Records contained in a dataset
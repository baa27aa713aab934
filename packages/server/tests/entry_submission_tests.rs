//! Entry registration and admin entry management over HTTP.

mod common;

use serde_json::{json, Value};

use crate::common::fixtures::{admin_cookie, admin_token, submit};
use crate::common::TestApp;

async fn entry_count(app: &TestApp) -> i64 {
    sqlx::query_scalar("SELECT COUNT(*) FROM entries")
        .fetch_one(&app.db_pool)
        .await
        .expect("count query failed")
}

#[tokio::test]
async fn test_valid_submission_creates_entry() {
    let app = TestApp::spawn().await.unwrap();

    let response = submit(&app, "9876543210").await;
    assert_eq!(response.status(), 201);

    let body: Value = response.json().await.unwrap();
    assert_eq!(body["success"], true);
    assert_eq!(body["entry"]["contact"], "9876543210");
    assert_eq!(body["entry"]["isWinner"], false);

    assert_eq!(entry_count(&app).await, 1);
}

#[tokio::test]
async fn test_duplicate_submission_conflicts() {
    let app = TestApp::spawn().await.unwrap();

    assert_eq!(submit(&app, "9876543210").await.status(), 201);

    let response = submit(&app, "9876543210").await;
    assert_eq!(response.status(), 409);

    let body: Value = response.json().await.unwrap();
    assert_eq!(body["success"], false);
    assert_eq!(body["error"], "Mobile already registered");

    // Exactly one stored entry
    assert_eq!(entry_count(&app).await, 1);
}

#[tokio::test]
async fn test_formatting_variants_are_the_same_entry() {
    let app = TestApp::spawn().await.unwrap();

    assert_eq!(submit(&app, "98765 43210").await.status(), 201);
    assert_eq!(submit(&app, "987-654-3210").await.status(), 409);
    assert_eq!(submit(&app, "  9876543210  ").await.status(), 409);

    assert_eq!(entry_count(&app).await, 1);
}

#[tokio::test]
async fn test_display_name_is_stored() {
    let app = TestApp::spawn().await.unwrap();

    let response = app
        .client
        .post(app.url("/entries"))
        .json(&json!({ "contact": "9876543210", "displayName": "Asha" }))
        .send()
        .await
        .unwrap();
    assert_eq!(response.status(), 201);

    let body: Value = response.json().await.unwrap();
    assert_eq!(body["entry"]["displayName"], "Asha");
}

#[tokio::test]
async fn test_malformed_contacts_never_reach_store() {
    let app = TestApp::spawn().await.unwrap();

    for bad in ["abc", "123", "98765abc43", "", "+", "1234567890123456"] {
        let response = submit(&app, bad).await;
        assert_eq!(response.status(), 400, "contact {:?} should be rejected", bad);

        let body: Value = response.json().await.unwrap();
        assert_eq!(body["success"], false);
    }

    assert_eq!(entry_count(&app).await, 0);
}

#[tokio::test]
async fn test_remove_entry_requires_admin() {
    let app = TestApp::spawn().await.unwrap();

    let response = submit(&app, "9876543210").await;
    let body: Value = response.json().await.unwrap();
    let id = body["entry"]["id"].as_str().unwrap().to_string();

    let response = app
        .client
        .delete(app.url(&format!("/entries/{}", id)))
        .send()
        .await
        .unwrap();
    assert_eq!(response.status(), 401);

    assert_eq!(entry_count(&app).await, 1);
}

#[tokio::test]
async fn test_remove_entry_deletes_row() {
    let app = TestApp::spawn().await.unwrap();
    let token = admin_token(&app, "ops").await;

    let response = submit(&app, "9876543210").await;
    let body: Value = response.json().await.unwrap();
    let id = body["entry"]["id"].as_str().unwrap().to_string();

    let response = app
        .client
        .delete(app.url(&format!("/entries/{}", id)))
        .header("cookie", admin_cookie(&token))
        .send()
        .await
        .unwrap();
    assert_eq!(response.status(), 200);
    assert_eq!(entry_count(&app).await, 0);

    // Removing it again is a 404
    let response = app
        .client
        .delete(app.url(&format!("/entries/{}", id)))
        .header("cookie", admin_cookie(&token))
        .send()
        .await
        .unwrap();
    assert_eq!(response.status(), 404);
}

#[tokio::test]
async fn test_clear_entries_reports_count() {
    let app = TestApp::spawn().await.unwrap();
    let token = admin_token(&app, "ops").await;

    for contact in ["9876543210", "9876543211", "9876543212"] {
        assert_eq!(submit(&app, contact).await.status(), 201);
    }

    let response = app
        .client
        .delete(app.url("/entries"))
        .header("cookie", admin_cookie(&token))
        .send()
        .await
        .unwrap();
    assert_eq!(response.status(), 200);

    let body: Value = response.json().await.unwrap();
    assert_eq!(body["removed"], 3);
    assert_eq!(entry_count(&app).await, 0);
}
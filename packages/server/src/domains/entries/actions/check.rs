use serde::Serialize;
use sqlx::PgPool;

use crate::common::AppError;
use crate::domains::entries::contact::normalize_contact;
use crate::domains::entries::models::Entry;
use crate::domains::entries::WINNERS_PAGE_SIZE;

/// Result of a participant checking their contact.
///
/// Non-winners get the current public winners list - contact values only,
/// never internal IDs.
#[derive(Debug, Serialize)]
#[serde(tag = "status", rename_all = "kebab-case")]
pub enum CheckOutcome {
    Winner {
        contact: String,
        message: String,
    },
    NotWinner {
        contact: String,
        winners: Vec<String>,
        message: String,
    },
}

pub async fn check_contact(raw_contact: &str, pool: &PgPool) -> Result<CheckOutcome, AppError> {
    let contact = normalize_contact(raw_contact)?;

    let entry = Entry::find_by_contact(&contact, pool).await?;

    if entry.map(|e| e.is_winner).unwrap_or(false) {
        return Ok(CheckOutcome::Winner {
            contact,
            message: "Congratulations! You are a winner!".to_string(),
        });
    }

    let winners = Entry::find_winners(WINNERS_PAGE_SIZE, pool)
        .await?
        .into_iter()
        .map(|e| e.contact)
        .collect();

    Ok(CheckOutcome::NotWinner {
        contact,
        winners,
        message: "Sorry, you didn't win this time. Keep trying!".to_string(),
    })
}
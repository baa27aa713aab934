use anyhow::Result;

/// Hash a password for storage.
pub fn hash_password(password: &str) -> Result<String> {
    bcrypt::hash(password, bcrypt::DEFAULT_COST).map_err(Into::into)
}

/// Check a password against a stored hash.
///
/// A malformed stored hash counts as a mismatch rather than an error; the
/// login path treats both the same way.
pub fn verify_password(password: &str, hash: &str) -> bool {
    bcrypt::verify(password, hash).unwrap_or(false)
}
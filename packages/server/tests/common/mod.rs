pub mod fixtures;
pub mod harness;

pub use harness::TestApp;
use std::sync::Arc;

use storage::repository::{MaterialRepository, NewMaterialRecord};
use study_core::model::{CourseId, Material, MaterialDraft, combined_notes};

use crate::Clock;
use crate::error::{ExtractError, ImportError, MaterialServiceError};

pub const PDF_CONTENT_TYPE: &str = "application/pdf";

/// Pulls selectable text out of a document.
///
/// Implementations return pages joined by blank lines; whitespace-only output
/// means the document had no text layer.
pub trait TextExtractor: Send + Sync {
    /// # Errors
    ///
    /// Returns `ExtractError` if the bytes cannot be parsed.
    fn extract_text(&self, bytes: &[u8]) -> Result<String, ExtractError>;
}

/// Text layer extraction for PDF documents.
#[derive(Debug, Clone, Copy, Default)]
pub struct PdfTextExtractor;

impl TextExtractor for PdfTextExtractor {
    fn extract_text(&self, bytes: &[u8]) -> Result<String, ExtractError> {
        pdf_extract::extract_text_from_mem(bytes).map_err(|e| ExtractError(e.to_string()))
    }
}

/// Merges a document's text into `draft`.
///
/// Only PDFs are accepted. On success the draft body gains a
/// `--- PDF IMPORT: <file> ---` section and an empty title is filled from the
/// file name. On error the draft is left untouched.
///
/// # Errors
///
/// Returns `ImportError::NotPdf` for other content types,
/// `ImportError::NoSelectableText` when extraction yields only whitespace, and
/// `ImportError::Extract` when the extractor fails.
pub fn import_document(
    draft: &mut MaterialDraft,
    file_name: &str,
    content_type: &str,
    bytes: &[u8],
    extractor: &dyn TextExtractor,
) -> Result<(), ImportError> {
    if !is_pdf(content_type) {
        return Err(ImportError::NotPdf {
            content_type: content_type.to_owned(),
        });
    }

    let text = extractor.extract_text(bytes)?;
    let cleaned = text.trim();
    if cleaned.is_empty() {
        return Err(ImportError::NoSelectableText);
    }

    draft.append_import(file_name, cleaned);
    tracing::debug!(file_name, chars = cleaned.len(), "document imported into draft");
    Ok(())
}

fn is_pdf(content_type: &str) -> bool {
    content_type
        .split(';')
        .next()
        .is_some_and(|mime| mime.trim().eq_ignore_ascii_case(PDF_CONTENT_TYPE))
}

/// Stores and lists study materials for a course.
#[derive(Clone)]
pub struct MaterialService {
    clock: Clock,
    materials: Arc<dyn MaterialRepository>,
}

impl MaterialService {
    #[must_use]
    pub fn new(clock: Clock, materials: Arc<dyn MaterialRepository>) -> Self {
        Self { clock, materials }
    }

    /// Materials of a course, newest first.
    ///
    /// # Errors
    ///
    /// Returns `MaterialServiceError::Storage` if repository access fails.
    pub async fn list(&self, course_id: CourseId) -> Result<Vec<Material>, MaterialServiceError> {
        Ok(self.materials.list_materials(course_id).await?)
    }

    /// Validate and store a draft.
    ///
    /// # Errors
    ///
    /// Returns `MaterialServiceError::Material` if the body is blank.
    /// Returns `MaterialServiceError::Storage` if the course is missing or
    /// persistence fails.
    pub async fn add(
        &self,
        course_id: CourseId,
        draft: &MaterialDraft,
    ) -> Result<Material, MaterialServiceError> {
        let validated = draft.validate()?;
        let record = NewMaterialRecord::from_validated(course_id, validated, self.clock.now());
        let material = self.materials.insert_material(record).await?;
        tracing::info!(
            course_id = %course_id,
            material_id = %material.id,
            title = material.display_title(),
            "material saved"
        );
        Ok(material)
    }

    /// All notes of a course as one text block, newest first, separated by a
    /// blank line.
    ///
    /// # Errors
    ///
    /// Returns `MaterialServiceError::Storage` if repository access fails.
    pub async fn combined_notes(&self, course_id: CourseId) -> Result<String, MaterialServiceError> {
        let materials = self.list(course_id).await?;
        Ok(combined_notes(&materials))
    }
}
use serde::{Deserialize, Serialize};
use std::fmt;
use std::str::FromStr;

use crate::model::QuestionId;

/// Number of choices every multiple-choice question carries.
pub const CHOICE_COUNT: usize = 4;

/// Key of one offline question bank.
#[derive(Debug, Clone, Copy, PartialEq, Eq, Hash, PartialOrd, Ord, Serialize, Deserialize)]
#[serde(rename_all = "snake_case")]
pub enum Topic {
    PriceControls,
    QuotaTariff,
    Shifts,
}

impl Topic {
    pub const ALL: [Topic; 3] = [Topic::PriceControls, Topic::QuotaTariff, Topic::Shifts];

    #[must_use]
    pub fn key(self) -> &'static str {
        match self {
            Topic::PriceControls => "price_controls",
            Topic::QuotaTariff => "quota_tariff",
            Topic::Shifts => "shifts",
        }
    }

    #[must_use]
    pub fn label(self) -> &'static str {
        match self {
            Topic::PriceControls => "Price Ceilings & Floors (Shortage/Surplus)",
            Topic::QuotaTariff => "Quotas vs Tariffs (Wedge, DWL, Supply)",
            Topic::Shifts => "Supply & Demand Shifts (Price/Quantity changes)",
        }
    }
}

impl fmt::Display for Topic {
    fn fmt(&self, f: &mut fmt::Formatter<'_>) -> fmt::Result {
        f.write_str(self.key())
    }
}

#[derive(Debug, Clone, PartialEq, Eq)]
pub struct ParseTopicError {
    raw: String,
}

impl fmt::Display for ParseTopicError {
    fn fmt(&self, f: &mut fmt::Formatter<'_>) -> fmt::Result {
        write!(f, "unknown topic: {}", self.raw)
    }
}

impl std::error::Error for ParseTopicError {}

impl FromStr for Topic {
    type Err = ParseTopicError;

    fn from_str(s: &str) -> Result<Self, Self::Err> {
        let key = s.trim();
        Topic::ALL
            .into_iter()
            .find(|topic| topic.key() == key)
            .ok_or_else(|| ParseTopicError { raw: key.to_owned() })
    }
}

/// Immutable multiple-choice question from a static bank.
#[derive(Debug, Clone, Copy, PartialEq, Eq, Serialize)]
pub struct Question {
    pub id: QuestionId,
    pub topic: Topic,
    pub prompt: &'static str,
    pub choices: [&'static str; CHOICE_COUNT],
    pub correct_index: usize,
}

impl Question {
    #[must_use]
    pub fn is_correct(&self, choice: usize) -> bool {
        choice == self.correct_index
    }

    #[must_use]
    pub fn correct_choice(&self) -> &'static str {
        self.choices[self.correct_index]
    }
}

/// Letter shown next to a choice: 0 -> 'A', 1 -> 'B', ...
#[must_use]
pub fn choice_label(index: usize) -> char {
    u8::try_from(index)
        .ok()
        .and_then(|i| b'A'.checked_add(i))
        .map_or('?', char::from)
}

/// Parses a choice letter (case-insensitive) back into an index.
#[must_use]
pub fn parse_choice_label(raw: &str) -> Option<usize> {
    let mut chars = raw.trim().chars();
    let letter = chars.next()?.to_ascii_uppercase();
    if chars.next().is_some() || !letter.is_ascii_uppercase() {
        return None;
    }
    let index = usize::from(letter as u8 - b'A');
    (index < CHOICE_COUNT).then_some(index)
}

#[cfg(test)]
mod tests {
    use super::*;

    #[test]
    fn topic_round_trips_through_key() {
        for topic in Topic::ALL {
            assert_eq!(topic.key().parse::<Topic>().unwrap(), topic);
        }
    }

    #[test]
    fn unknown_topic_is_rejected() {
        let err = "microeconomics".parse::<Topic>().unwrap_err();
        assert_eq!(err.to_string(), "unknown topic: microeconomics");
    }

    #[test]
    fn topic_serializes_as_key() {
        let json = serde_json::to_string(&Topic::QuotaTariff).unwrap();
        assert_eq!(json, "\"quota_tariff\"");
    }

    #[test]
    fn choice_labels() {
        assert_eq!(choice_label(0), 'A');
        assert_eq!(choice_label(3), 'D');
        assert_eq!(parse_choice_label(" c "), Some(2));
        assert_eq!(parse_choice_label("E"), None);
        assert_eq!(parse_choice_label("AB"), None);
        assert_eq!(parse_choice_label("1"), None);
    }
}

> **Task item**
Where "const" occurs in a line of the data above, count that line. Give the final count and no other words.

> **Completed exercise**
3